» WORK TASK:
Extract all lines that hold "Debug" from the records below.

» EXTRACTED DATA:
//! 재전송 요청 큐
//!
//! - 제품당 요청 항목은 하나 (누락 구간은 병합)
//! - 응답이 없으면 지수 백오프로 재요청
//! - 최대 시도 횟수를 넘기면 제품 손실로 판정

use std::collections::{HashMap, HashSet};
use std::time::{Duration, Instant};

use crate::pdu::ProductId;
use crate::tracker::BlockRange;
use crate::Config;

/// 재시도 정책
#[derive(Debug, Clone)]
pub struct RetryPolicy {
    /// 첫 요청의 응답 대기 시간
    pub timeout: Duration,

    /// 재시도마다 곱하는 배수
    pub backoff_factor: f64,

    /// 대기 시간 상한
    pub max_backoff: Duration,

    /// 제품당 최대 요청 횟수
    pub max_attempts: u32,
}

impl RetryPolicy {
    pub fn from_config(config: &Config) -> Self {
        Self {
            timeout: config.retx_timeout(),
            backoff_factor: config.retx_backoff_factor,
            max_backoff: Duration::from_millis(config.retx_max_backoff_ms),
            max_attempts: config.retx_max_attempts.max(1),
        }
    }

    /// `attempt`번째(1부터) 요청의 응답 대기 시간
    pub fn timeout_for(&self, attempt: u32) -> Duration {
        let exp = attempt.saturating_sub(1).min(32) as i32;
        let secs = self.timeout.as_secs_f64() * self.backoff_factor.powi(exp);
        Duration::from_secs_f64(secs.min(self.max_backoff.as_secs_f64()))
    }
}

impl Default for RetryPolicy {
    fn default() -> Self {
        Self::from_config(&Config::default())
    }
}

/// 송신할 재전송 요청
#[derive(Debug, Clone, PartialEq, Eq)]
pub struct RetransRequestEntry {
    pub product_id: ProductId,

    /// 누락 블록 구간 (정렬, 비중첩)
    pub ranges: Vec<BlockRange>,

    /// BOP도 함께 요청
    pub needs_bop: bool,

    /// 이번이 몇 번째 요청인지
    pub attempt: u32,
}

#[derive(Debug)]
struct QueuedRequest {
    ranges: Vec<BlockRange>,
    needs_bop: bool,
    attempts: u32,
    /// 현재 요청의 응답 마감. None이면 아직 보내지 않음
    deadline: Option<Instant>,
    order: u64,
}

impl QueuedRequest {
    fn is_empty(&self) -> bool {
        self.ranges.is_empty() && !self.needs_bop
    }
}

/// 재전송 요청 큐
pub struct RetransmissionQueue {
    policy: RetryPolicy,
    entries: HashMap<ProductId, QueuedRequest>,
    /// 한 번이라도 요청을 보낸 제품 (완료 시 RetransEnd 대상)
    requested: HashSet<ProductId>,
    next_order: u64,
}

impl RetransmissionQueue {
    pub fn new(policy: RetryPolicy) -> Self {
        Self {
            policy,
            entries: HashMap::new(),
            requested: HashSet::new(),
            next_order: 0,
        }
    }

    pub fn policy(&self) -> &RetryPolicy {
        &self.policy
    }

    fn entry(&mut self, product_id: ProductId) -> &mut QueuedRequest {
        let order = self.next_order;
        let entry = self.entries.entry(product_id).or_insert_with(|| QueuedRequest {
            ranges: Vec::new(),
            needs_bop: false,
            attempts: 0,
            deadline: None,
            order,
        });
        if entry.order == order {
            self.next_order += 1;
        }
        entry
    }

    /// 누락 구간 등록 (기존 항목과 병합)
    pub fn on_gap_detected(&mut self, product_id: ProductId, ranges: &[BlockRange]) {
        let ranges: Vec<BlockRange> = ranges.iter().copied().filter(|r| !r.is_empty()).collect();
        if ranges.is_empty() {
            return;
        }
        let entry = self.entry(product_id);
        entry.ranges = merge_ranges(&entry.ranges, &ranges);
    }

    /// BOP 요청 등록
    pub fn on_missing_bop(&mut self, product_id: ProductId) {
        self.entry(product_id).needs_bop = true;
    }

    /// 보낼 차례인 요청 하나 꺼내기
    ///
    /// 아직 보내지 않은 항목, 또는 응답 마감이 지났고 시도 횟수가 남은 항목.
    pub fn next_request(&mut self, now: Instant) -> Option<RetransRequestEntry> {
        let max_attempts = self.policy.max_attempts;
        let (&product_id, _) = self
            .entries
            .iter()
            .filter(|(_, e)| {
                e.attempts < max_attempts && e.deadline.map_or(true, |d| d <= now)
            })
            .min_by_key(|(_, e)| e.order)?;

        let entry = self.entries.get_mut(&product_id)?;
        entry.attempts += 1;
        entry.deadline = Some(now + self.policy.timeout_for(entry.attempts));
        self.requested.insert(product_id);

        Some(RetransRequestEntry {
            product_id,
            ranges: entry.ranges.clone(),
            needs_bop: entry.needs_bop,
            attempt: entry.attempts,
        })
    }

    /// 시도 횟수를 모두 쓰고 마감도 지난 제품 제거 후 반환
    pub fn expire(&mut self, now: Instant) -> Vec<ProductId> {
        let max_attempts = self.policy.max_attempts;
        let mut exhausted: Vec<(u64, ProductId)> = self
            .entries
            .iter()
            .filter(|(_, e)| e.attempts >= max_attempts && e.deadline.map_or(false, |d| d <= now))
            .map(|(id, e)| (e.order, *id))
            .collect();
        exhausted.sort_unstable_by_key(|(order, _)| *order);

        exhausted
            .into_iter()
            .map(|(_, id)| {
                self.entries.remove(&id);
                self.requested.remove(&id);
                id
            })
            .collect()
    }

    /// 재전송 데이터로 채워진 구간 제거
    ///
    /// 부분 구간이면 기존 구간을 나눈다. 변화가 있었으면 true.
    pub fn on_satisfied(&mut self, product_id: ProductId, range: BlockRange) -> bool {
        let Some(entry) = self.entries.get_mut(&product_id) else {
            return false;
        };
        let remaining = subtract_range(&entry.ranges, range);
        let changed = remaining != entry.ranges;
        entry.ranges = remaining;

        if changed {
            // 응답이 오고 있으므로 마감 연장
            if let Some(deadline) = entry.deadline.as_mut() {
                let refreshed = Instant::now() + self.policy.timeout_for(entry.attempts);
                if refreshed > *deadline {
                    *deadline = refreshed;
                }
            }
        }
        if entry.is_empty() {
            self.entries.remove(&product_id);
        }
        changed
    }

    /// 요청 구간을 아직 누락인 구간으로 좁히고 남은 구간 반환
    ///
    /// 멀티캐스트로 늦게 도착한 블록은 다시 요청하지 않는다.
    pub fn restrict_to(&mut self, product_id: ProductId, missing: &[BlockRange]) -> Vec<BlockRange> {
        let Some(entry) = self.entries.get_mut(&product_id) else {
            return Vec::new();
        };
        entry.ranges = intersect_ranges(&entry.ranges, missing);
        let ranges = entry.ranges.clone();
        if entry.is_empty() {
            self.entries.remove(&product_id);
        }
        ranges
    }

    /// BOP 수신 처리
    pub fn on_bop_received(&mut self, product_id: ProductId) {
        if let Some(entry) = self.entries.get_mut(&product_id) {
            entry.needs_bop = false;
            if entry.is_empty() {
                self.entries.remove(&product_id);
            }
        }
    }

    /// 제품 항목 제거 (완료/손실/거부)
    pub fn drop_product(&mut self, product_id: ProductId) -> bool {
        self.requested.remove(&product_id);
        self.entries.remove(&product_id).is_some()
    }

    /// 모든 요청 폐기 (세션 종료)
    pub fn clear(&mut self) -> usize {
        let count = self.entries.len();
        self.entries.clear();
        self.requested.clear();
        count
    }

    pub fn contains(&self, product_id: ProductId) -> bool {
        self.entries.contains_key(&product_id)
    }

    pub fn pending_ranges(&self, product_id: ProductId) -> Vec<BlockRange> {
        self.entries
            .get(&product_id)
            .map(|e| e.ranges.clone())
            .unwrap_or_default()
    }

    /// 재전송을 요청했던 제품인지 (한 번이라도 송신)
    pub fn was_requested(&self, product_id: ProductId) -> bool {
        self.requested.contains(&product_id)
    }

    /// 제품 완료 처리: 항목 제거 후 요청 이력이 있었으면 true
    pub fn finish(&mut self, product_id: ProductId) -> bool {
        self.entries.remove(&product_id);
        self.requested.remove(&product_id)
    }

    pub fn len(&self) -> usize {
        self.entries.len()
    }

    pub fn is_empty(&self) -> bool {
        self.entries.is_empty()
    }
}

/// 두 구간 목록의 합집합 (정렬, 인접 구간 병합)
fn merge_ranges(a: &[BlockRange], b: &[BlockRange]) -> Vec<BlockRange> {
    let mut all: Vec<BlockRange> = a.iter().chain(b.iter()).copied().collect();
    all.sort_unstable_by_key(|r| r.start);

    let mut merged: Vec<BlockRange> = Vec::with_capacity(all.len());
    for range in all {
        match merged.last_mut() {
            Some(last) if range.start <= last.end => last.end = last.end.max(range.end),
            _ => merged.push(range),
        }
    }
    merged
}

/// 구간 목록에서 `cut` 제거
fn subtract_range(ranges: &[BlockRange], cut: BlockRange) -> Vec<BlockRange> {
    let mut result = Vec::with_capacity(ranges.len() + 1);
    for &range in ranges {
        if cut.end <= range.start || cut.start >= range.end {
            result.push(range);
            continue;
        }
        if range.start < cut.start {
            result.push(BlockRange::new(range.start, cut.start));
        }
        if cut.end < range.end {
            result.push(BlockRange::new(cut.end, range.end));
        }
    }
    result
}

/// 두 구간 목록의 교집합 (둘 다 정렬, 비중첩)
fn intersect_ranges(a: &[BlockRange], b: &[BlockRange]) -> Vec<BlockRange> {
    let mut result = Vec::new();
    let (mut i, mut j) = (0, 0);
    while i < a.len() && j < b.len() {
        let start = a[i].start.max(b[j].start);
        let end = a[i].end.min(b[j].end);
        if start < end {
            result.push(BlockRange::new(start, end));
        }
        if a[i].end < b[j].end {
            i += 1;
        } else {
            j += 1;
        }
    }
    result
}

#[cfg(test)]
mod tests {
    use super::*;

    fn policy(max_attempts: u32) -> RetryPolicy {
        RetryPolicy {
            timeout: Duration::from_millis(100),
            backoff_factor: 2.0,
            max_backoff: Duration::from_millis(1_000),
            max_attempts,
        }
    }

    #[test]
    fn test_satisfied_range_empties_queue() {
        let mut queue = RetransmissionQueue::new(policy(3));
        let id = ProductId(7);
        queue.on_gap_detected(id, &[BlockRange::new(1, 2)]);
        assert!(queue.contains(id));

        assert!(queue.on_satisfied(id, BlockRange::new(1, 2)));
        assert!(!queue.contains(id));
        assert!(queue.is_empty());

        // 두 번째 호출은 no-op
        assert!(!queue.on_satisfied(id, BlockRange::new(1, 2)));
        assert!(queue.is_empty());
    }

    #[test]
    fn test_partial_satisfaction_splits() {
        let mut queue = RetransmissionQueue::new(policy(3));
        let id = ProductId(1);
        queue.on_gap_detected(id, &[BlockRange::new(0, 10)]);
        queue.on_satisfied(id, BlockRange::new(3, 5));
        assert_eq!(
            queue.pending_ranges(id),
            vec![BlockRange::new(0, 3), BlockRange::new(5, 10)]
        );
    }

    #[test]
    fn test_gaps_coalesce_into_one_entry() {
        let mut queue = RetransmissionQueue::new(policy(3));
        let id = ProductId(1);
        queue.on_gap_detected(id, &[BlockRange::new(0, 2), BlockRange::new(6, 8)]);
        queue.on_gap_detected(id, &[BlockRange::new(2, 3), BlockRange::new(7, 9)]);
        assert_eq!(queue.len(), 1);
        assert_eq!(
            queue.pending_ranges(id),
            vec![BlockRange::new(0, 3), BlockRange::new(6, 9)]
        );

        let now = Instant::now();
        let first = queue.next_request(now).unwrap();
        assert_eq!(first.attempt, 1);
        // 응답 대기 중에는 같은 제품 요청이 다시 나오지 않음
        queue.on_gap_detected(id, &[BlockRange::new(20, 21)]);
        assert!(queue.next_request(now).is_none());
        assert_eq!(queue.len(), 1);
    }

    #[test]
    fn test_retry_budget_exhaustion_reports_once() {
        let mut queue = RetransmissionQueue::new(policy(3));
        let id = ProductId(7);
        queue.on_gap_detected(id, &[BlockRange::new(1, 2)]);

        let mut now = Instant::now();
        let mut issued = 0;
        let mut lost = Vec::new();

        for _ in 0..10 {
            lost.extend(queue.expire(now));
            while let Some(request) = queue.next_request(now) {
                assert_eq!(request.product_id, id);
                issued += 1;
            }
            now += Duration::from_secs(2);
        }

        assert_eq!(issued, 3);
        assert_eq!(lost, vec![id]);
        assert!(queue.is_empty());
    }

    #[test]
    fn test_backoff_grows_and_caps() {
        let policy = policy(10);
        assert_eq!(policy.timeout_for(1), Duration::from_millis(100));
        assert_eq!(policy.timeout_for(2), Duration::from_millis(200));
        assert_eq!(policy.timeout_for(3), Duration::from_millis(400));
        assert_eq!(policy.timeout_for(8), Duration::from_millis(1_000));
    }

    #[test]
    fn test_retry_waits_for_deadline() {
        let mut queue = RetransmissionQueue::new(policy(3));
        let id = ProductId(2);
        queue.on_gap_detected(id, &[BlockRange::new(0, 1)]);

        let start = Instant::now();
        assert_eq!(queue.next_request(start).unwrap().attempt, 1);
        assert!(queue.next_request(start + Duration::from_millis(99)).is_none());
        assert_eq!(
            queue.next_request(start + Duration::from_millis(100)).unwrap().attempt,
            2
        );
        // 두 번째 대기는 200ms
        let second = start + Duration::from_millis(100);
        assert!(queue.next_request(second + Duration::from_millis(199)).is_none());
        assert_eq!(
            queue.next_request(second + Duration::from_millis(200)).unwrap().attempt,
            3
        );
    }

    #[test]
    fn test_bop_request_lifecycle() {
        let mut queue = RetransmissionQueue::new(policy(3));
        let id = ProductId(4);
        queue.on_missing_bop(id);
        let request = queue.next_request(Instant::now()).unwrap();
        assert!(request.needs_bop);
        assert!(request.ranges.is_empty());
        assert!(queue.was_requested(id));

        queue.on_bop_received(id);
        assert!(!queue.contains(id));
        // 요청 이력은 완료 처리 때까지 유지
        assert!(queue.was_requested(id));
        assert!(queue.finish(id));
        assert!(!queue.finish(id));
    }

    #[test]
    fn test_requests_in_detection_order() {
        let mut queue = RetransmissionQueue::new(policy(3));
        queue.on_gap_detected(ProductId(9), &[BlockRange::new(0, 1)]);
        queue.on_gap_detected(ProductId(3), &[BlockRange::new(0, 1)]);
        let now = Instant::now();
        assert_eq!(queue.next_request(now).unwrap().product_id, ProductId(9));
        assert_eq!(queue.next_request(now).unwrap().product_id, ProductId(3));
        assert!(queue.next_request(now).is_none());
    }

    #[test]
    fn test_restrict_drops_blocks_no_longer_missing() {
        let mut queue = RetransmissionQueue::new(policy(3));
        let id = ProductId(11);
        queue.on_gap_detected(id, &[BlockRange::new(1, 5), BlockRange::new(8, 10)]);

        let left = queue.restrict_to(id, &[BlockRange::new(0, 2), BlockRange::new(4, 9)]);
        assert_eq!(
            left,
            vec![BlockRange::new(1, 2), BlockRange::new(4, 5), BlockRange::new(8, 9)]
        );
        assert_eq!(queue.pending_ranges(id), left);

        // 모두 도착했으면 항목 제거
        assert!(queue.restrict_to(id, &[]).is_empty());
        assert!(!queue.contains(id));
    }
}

» WORKED SOLUTION:
#[derive(Debug, Clone)]
#[derive(Debug, Clone, PartialEq, Eq)]
#[derive(Debug)]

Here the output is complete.